A thoughtful collaboration that draws in physicians from various hospital departments to develop tailored treatment recommendations tied to specific test results for patients who meet clearly identified criteria (one of which may be “inpatient”), would build bridges.

Pathologists are an important source of warning information about newly emerging infectious disease. However, they are not as well connected to streaming, near real-time disease-warning information. This is a transformational issue, where globalization forces us all to be aware of emerging events outside our immediate practice domain.

James M. Wilson V, MD
Veratect Corporation

Dear Dr. Wilson,
A number of government initiatives are improving the ability of laboratories to obtain real-time data on emerging infectious diseases. Here is a short list:

  • The Centers for Disease Control and Prevention (CDC), through its National Center for Public Health Informatics, has launched an initiative to integrate laboratory information systems within CDC and its partners in outside laboratories.
  • The Public Health Information Network, facilitated by the CDC, is a national initiative to improve the capacity to exchange information electronically through the promotion of standards for reporting as well as for technical requirements.
  • The National Electronic Disease Surveillance System is an Internet-based system of interoperable systems for public health surveillance data exchange developed by the CDC.
  • The American Health Information Community (AHIC), a federal advisory body of the federal Department of Health and Human Services, is working (in conjunction with the CDC) toward Development and adoption of standards-based healthcare information systems for public health reporting.
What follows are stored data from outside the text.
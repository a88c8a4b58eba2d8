//! Per-column generator overrides loaded from YAML.
//!
//! ```yaml
//! columns:
//!   status:
//!     type: one_of
//!     values: [active, disabled]
//!   score:
//!     type: int_range
//!     min: 0
//!     max: 100
//! ```

use crate::config::GeneratorConfig;
use crate::registry::GeneratorRegistry;
use loader_core::TableStructure;
use serde::{Deserialize, Serialize};
use std::collections::BTreeMap;
use std::fs;
use std::path::{Path, PathBuf};

/// Errors raised while loading or applying overrides.
#[derive(Debug, thiserror::Error)]
pub enum OverrideError {
    /// Override file could not be read
    #[error("Failed to read generator overrides from {path}: {source}")]
    Io {
        path: PathBuf,
        #[source]
        source: std::io::Error,
    },

    /// Override file is not valid YAML for this format
    #[error("Invalid generator overrides: {0}")]
    Yaml(#[from] serde_yaml::Error),

    /// Override names a column the table does not have
    #[error("Column '{column}' not found in table '{table}'")]
    UnknownColumn { column: String, table: String },
}

/// Generator bindings that replace the defaults for named columns.
#[derive(Debug, Clone, Default, PartialEq, Serialize, Deserialize)]
pub struct GeneratorOverrides {
    #[serde(default)]
    pub columns: BTreeMap<String, GeneratorConfig>,
}

impl GeneratorOverrides {
    /// Load overrides from a YAML file.
    pub fn from_file<P: AsRef<Path>>(path: P) -> Result<Self, OverrideError> {
        let path = path.as_ref();
        let content = fs::read_to_string(path).map_err(|source| OverrideError::Io {
            path: path.to_path_buf(),
            source,
        })?;
        Self::from_yaml(&content)
    }

    /// Parse overrides from a YAML string.
    pub fn from_yaml(yaml: &str) -> Result<Self, OverrideError> {
        Ok(serde_yaml::from_str(yaml)?)
    }

    /// Bind every override into `registry`.
    ///
    /// All names are checked against `table` before anything is bound, so an
    /// unknown column leaves the registry untouched.
    pub fn apply(
        &self,
        registry: &mut GeneratorRegistry,
        table: &TableStructure,
    ) -> Result<(), OverrideError> {
        if let Some(column) = self.columns.keys().find(|c| table.column(c).is_none()) {
            return Err(OverrideError::UnknownColumn {
                column: column.clone(),
                table: table.name.clone(),
            });
        }

        for (column, config) in &self.columns {
            registry.set(column.clone(), config.clone());
        }
        Ok(())
    }
}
AHIC is creating interoperability specification standards that promote the exchange of biosurveillance information across organizational and jurisdictional boundaries. The adoption of these interoperable laboratory specifications, on both national and international levels, will provide the tools necessary for reporting emerging infectious diseases as well as environmental and bioterrorism outbreaks to the CDC. Interoperable laboratory specifications will also allow pathology laboratories to receive pertinent information regarding possible outbreaks.
  • Persons interested in prevention of health-care-acquired infections and antimicrobial resistance may go to http://www2a.cdc.gov/ncidod/hip/rns/hip_rns_subscribe.html and request a no-charge subscription to the noninteractive CDC Rapid Notification System for Healthcare Professionals. The RNS provides periodic time-sensitive e-mail messages about important healthcare events such as disease outbreaks and product recalls, and also notifies subscribers about available publications, such as new healthcare guidelines. This listserv is sponsored by the CDC Division of Healthcare Quality Promotion, formerly known as the Hospital Infections Program.

The College already participates in a number of these projects through its Diagnostic Intelligence and Health Information Technology (DIHIT) initiative. The DIHIT seeks to ensure that members remain knowledgeable about developments in this area by offering both educational and participatory management opportunities.

Pathologists have a leadership role in the creation of standards necessary for real-time reporting of emerging infectious diseases. To that end, working through the DIHIT, the CAP will:

  • Offer Web-based presentations on many of these national initiatives to publicize current standards proposed and developed for disease surveillance and
  • Encourage and assist members who are interested in taking active leadership roles in developing these interoperable specifications.

As your question wisely implies, Dr Wilson, there is always more that proactive individual pathologists can do to ensure effective biosurveillance. One resource to that end is ProMED-mail (Program for Monitoring Emerging Diseases), a free international infectious disease surveillance and outbreak e-mail alert system with more than 22,000 users. This Internet-based system, sponsored by the Gates Foundation, Rockefeller Foundation, Oracle Corporation, Nuclear Threat Initiative, and many individual donors, allows any e-mail user to upload disease alerts and receive near real-time disease-warning information from around the world. While the College does not currently have a position on this site, we encourage physicians to take advantage of all available disease surveillance alert systems.

More information on ProMed-mail is available at: http://www.promedmail.org/pls/otn/f?p=2400:1950:3386837377382496::NO
The enrollment link is as follows: http://www.isid.org/promedmail/subscribe.lasso.

Thank you for writing, Dr Wilson. As you point out, this is a transformational issue, one that becomes more relevant as health care concerns become more and more global in nature.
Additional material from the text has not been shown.